Let’s relate to watches as this is a watch forum after all. Tudor recently released the blue 58 on social media and it was an immediate success. Now taking into account Rolex/Tudor have left Baselworld. Perhaps watch companies won’t exhibit at expensive exhibitions where everyone flies into Basel and instead now do the unveiling on social media. A small example of a lot less flying around.
It also took US airline stocks 16 years to recovery to their pricing pre September the 11th.( pointed out in a previous post that bank share price are still well below their pre credit crunch prices 12 years later)
https://www.businessinsider.com/airl...es-2017-6?IR=T
Last edited by jonny; 12th August 2020 at 01:39.
It's interesting that the appointment of an bankruptcy law professor as VP choice would have spooked markets whilst the reelection of a serial fraudster is seen as a boon.

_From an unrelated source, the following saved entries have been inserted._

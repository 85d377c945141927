//! Data contract applied to every derived batch before it may be stored.
//!
//! Rules:
//! - `coin_id`, `symbol`, `name` present and non-blank
//! - `current_price`, `market_cap`, `total_volume` null or a finite value >= 0
//! - `collected_at` present and a valid timestamp
//!
//! Extra columns are allowed. Validation is all-or-nothing: every violation in
//! the batch is collected, and a batch with any violation yields no rows.

use std::fmt;

use crate::db::models::MarketSnapshot;
use crate::error::SchemaViolation;
use crate::pipeline::features::{DerivedBatch, SnapshotDraft};

pub const REQUIRED_COLUMNS: [&str; 4] = ["coin_id", "symbol", "name", "collected_at"];

pub const NON_NEGATIVE_COLUMNS: [&str; 3] = ["current_price", "market_cap", "total_volume"];

#[derive(Debug, Clone, PartialEq)]
pub enum ViolationKind {
    /// Structural: no record in the batch carries this column
    MissingColumn,
    Null,
    Blank,
    Negative(f64),
    NotFinite,
    InvalidTimestamp,
}

/// One failed check. `row` is `None` for column-level (structural) failures.
#[derive(Debug, Clone, PartialEq)]
pub struct Violation {
    pub row: Option<usize>,
    pub field: &'static str,
    pub kind: ViolationKind,
}

impl Violation {
    pub fn is_structural(&self) -> bool {
        self.kind == ViolationKind::MissingColumn
    }
}

impl fmt::Display for Violation {
    fn fmt(&self, f: &mut fmt::Formatter<'_>) -> fmt::Result {
        let reason = match &self.kind {
            ViolationKind::MissingColumn => "required column missing".to_string(),
            ViolationKind::Null => "required value is null".to_string(),
            ViolationKind::Blank => "required value is blank".to_string(),
            ViolationKind::Negative(v) => format!("must be >= 0, got {}", v),
            ViolationKind::NotFinite => "must be a finite number".to_string(),
            ViolationKind::InvalidTimestamp => "missing or invalid timestamp".to_string(),
        };
        match self.row {
            Some(row) => write!(f, "row {} `{}`: {}", row, self.field, reason),
            None => write!(f, "`{}`: {}", self.field, reason),
        }
    }
}

/// Outcome of checking a batch against the contract.
#[derive(Debug, Clone, PartialEq)]
pub enum Validation {
    Valid(Vec<MarketSnapshot>),
    Invalid(Vec<Violation>),
}

impl Validation {
    pub fn is_valid(&self) -> bool {
        matches!(self, Validation::Valid(_))
    }

    pub fn into_result(self) -> Result<Vec<MarketSnapshot>, SchemaViolation> {
        match self {
            Validation::Valid(rows) => Ok(rows),
            Validation::Invalid(violations) => Err(SchemaViolation { violations }),
        }
    }
}

/// Checks a derived batch. An empty batch is trivially valid.
pub fn validate(batch: DerivedBatch) -> Validation {
    if batch.rows.is_empty() {
        return Validation::Valid(Vec::new());
    }

    let mut violations: Vec<Violation> = REQUIRED_COLUMNS
        .into_iter()
        .filter(|col| !batch.columns.contains(col))
        .map(|col| Violation {
            row: None,
            field: col,
            kind: ViolationKind::MissingColumn,
        })
        .collect();

    // Row checks skip columns already reported as structurally missing
    let present = |col: &str| batch.columns.contains(col);

    for (idx, draft) in batch.rows.iter().enumerate() {
        check_row(idx, draft, &present, &mut violations);
    }

    if !violations.is_empty() {
        return Validation::Invalid(violations);
    }

    let rows: Vec<MarketSnapshot> = batch
        .rows
        .into_iter()
        .filter_map(SnapshotDraft::into_snapshot)
        .collect();

    Validation::Valid(rows)
}

fn check_row(
    idx: usize,
    draft: &SnapshotDraft,
    present: &dyn Fn(&str) -> bool,
    violations: &mut Vec<Violation>,
) {
    let mut push = |field: &'static str, kind: ViolationKind| {
        violations.push(Violation {
            row: Some(idx),
            field,
            kind,
        })
    };

    let identity = [
        ("coin_id", &draft.coin_id),
        ("symbol", &draft.symbol),
        ("name", &draft.name),
    ];
    for (field, value) in identity {
        if !present(field) {
            continue;
        }
        match value {
            None => push(field, ViolationKind::Null),
            Some(s) if s.trim().is_empty() => push(field, ViolationKind::Blank),
            Some(_) => {},
        }
    }

    let amounts = [
        ("current_price", draft.current_price),
        ("market_cap", draft.market_cap),
        ("total_volume", draft.total_volume),
    ];
    for (field, value) in amounts {
        match value {
            Some(v) if !v.is_finite() => push(field, ViolationKind::NotFinite),
            Some(v) if v < 0.0 => push(field, ViolationKind::Negative(v)),
            _ => {},
        }
    }

    if present("collected_at") && draft.collected_at.is_none() {
        push("collected_at", ViolationKind::InvalidTimestamp);
    }
}

#[cfg(test)]
mod tests {
    use super::*;
    use crate::pipeline::features::{derive_batch, RawRecord};
    use chrono::{TimeZone, Utc};
    use serde_json::{json, Value};
    use std::collections::BTreeSet;

    fn records(values: Value) -> Vec<RawRecord> {
        values
            .as_array()
            .unwrap()
            .iter()
            .map(|v| v.as_object().unwrap().clone())
            .collect()
    }

    fn derive(values: Value) -> DerivedBatch {
        derive_batch(
            &records(values),
            Utc.with_ymd_and_hms(2024, 1, 31, 12, 0, 0).unwrap(),
        )
    }

    #[test]
    fn test_valid_batch_passes() {
        let batch = derive(json!([{
            "id": "bitcoin",
            "symbol": "btc",
            "name": "Bitcoin",
            "current_price": 50000.0,
            "market_cap": 1000.0,
            "total_volume": 500.0,
            "some_future_field": {"nested": true},
        }]));

        match validate(batch) {
            Validation::Valid(rows) => {
                assert_eq!(rows.len(), 1);
                assert_eq!(rows[0].coin_id, "bitcoin");
                assert_eq!(rows[0].symbol, "BTC");
            },
            Validation::Invalid(v) => panic!("unexpected violations: {:?}", v),
        }
    }

    #[test]
    fn test_negative_price_rejected_with_row_and_field() {
        let batch = derive(json!([
            { "id": "good", "symbol": "g", "name": "Good", "current_price": 1.0 },
            { "id": "bad", "symbol": "b", "name": "Bad", "current_price": -100.0 },
        ]));

        let violations = match validate(batch) {
            Validation::Invalid(v) => v,
            Validation::Valid(_) => panic!("negative price must be rejected"),
        };

        assert_eq!(
            violations,
            vec![Violation {
                row: Some(1),
                field: "current_price",
                kind: ViolationKind::Negative(-100.0),
            }]
        );
    }

    #[test]
    fn test_missing_symbol_and_name_columns_are_structural() {
        let batch = derive(json!([{ "id": "bitcoin", "current_price": 50000.0 }]));

        let violations = validate(batch).into_result().unwrap_err().violations;

        assert_eq!(violations.len(), 2);
        assert!(violations.iter().all(Violation::is_structural));
        let fields: Vec<&str> = violations.iter().map(|v| v.field).collect();
        assert_eq!(fields, vec!["symbol", "name"]);
    }

    #[test]
    fn test_all_violations_collected() {
        let batch = derive(json!([
            { "id": "a", "symbol": "a", "name": null, "market_cap": -1.0 },
            { "id": "b", "symbol": "  ", "name": "B", "total_volume": -2.0 },
            { "id": "c", "symbol": "c", "name": "C" },
        ]));

        let violations = validate(batch).into_result().unwrap_err().violations;

        assert_eq!(violations.len(), 4);
        assert!(violations.contains(&Violation {
            row: Some(0),
            field: "name",
            kind: ViolationKind::Null,
        }));
        assert!(violations.contains(&Violation {
            row: Some(0),
            field: "market_cap",
            kind: ViolationKind::Negative(-1.0),
        }));
        assert!(violations.contains(&Violation {
            row: Some(1),
            field: "symbol",
            kind: ViolationKind::Blank,
        }));
        assert!(violations.iter().all(|v| v.row != Some(2)));
    }

    #[test]
    fn test_null_amounts_are_allowed() {
        let batch = derive(json!([{
            "id": "tiny",
            "symbol": "tny",
            "name": "Tiny",
            "current_price": null,
            "market_cap": null,
        }]));

        assert!(validate(batch).is_valid());
    }

    #[test]
    fn test_missing_collected_at_is_invalid_timestamp() {
        let draft = SnapshotDraft {
            coin_id: Some("bitcoin".into()),
            symbol: Some("BTC".into()),
            name: Some("Bitcoin".into()),
            ..Default::default()
        };
        let columns = BTreeSet::from(REQUIRED_COLUMNS);
        let violations = validate(DerivedBatch::new(columns, vec![draft]))
            .into_result()
            .unwrap_err()
            .violations;

        assert_eq!(violations[0].field, "collected_at");
        assert_eq!(violations[0].kind, ViolationKind::InvalidTimestamp);
    }

    #[test]
    fn test_non_finite_amount_rejected() {
        let draft = SnapshotDraft {
            coin_id: Some("x".into()),
            symbol: Some("X".into()),
            name: Some("X".into()),
            total_volume: Some(f64::INFINITY),
            collected_at: Some(Utc::now()),
            ..Default::default()
        };
        let columns = BTreeSet::from(REQUIRED_COLUMNS);
        let validation = validate(DerivedBatch::new(columns, vec![draft]));

        assert!(!validation.is_valid());
    }

    #[test]
    fn test_empty_batch_is_valid() {
        assert_eq!(validate(DerivedBatch::default()), Validation::Valid(vec![]));
    }

    #[test]
    fn test_schema_violation_message_lists_offenders() {
        let batch = derive(json!([{ "id": "x", "symbol": "x", "name": "X", "current_price": -5.0 }]));
        let err = validate(batch).into_result().unwrap_err();

        let msg = err.to_string();
        assert!(msg.contains("1 violation"));
        assert!(msg.contains("row 0 `current_price`"));
    }
}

Your choice, airline and travel are closely connected but two totally different industries, the airline industry looks to have been changed forever as technology now allows business customers to stay on the ground.
I think there will always be a demand for people wanting holidays/travel flights though and any viable vaccine (if that day comes) would give the travel industry a huge boost..
That technology already existed after last crisis. Did business customers stay on the ground after the market recovered? No. They traveled more than during the previous economic peak.
I predict the same will happen. People will go back to old habits so quickly.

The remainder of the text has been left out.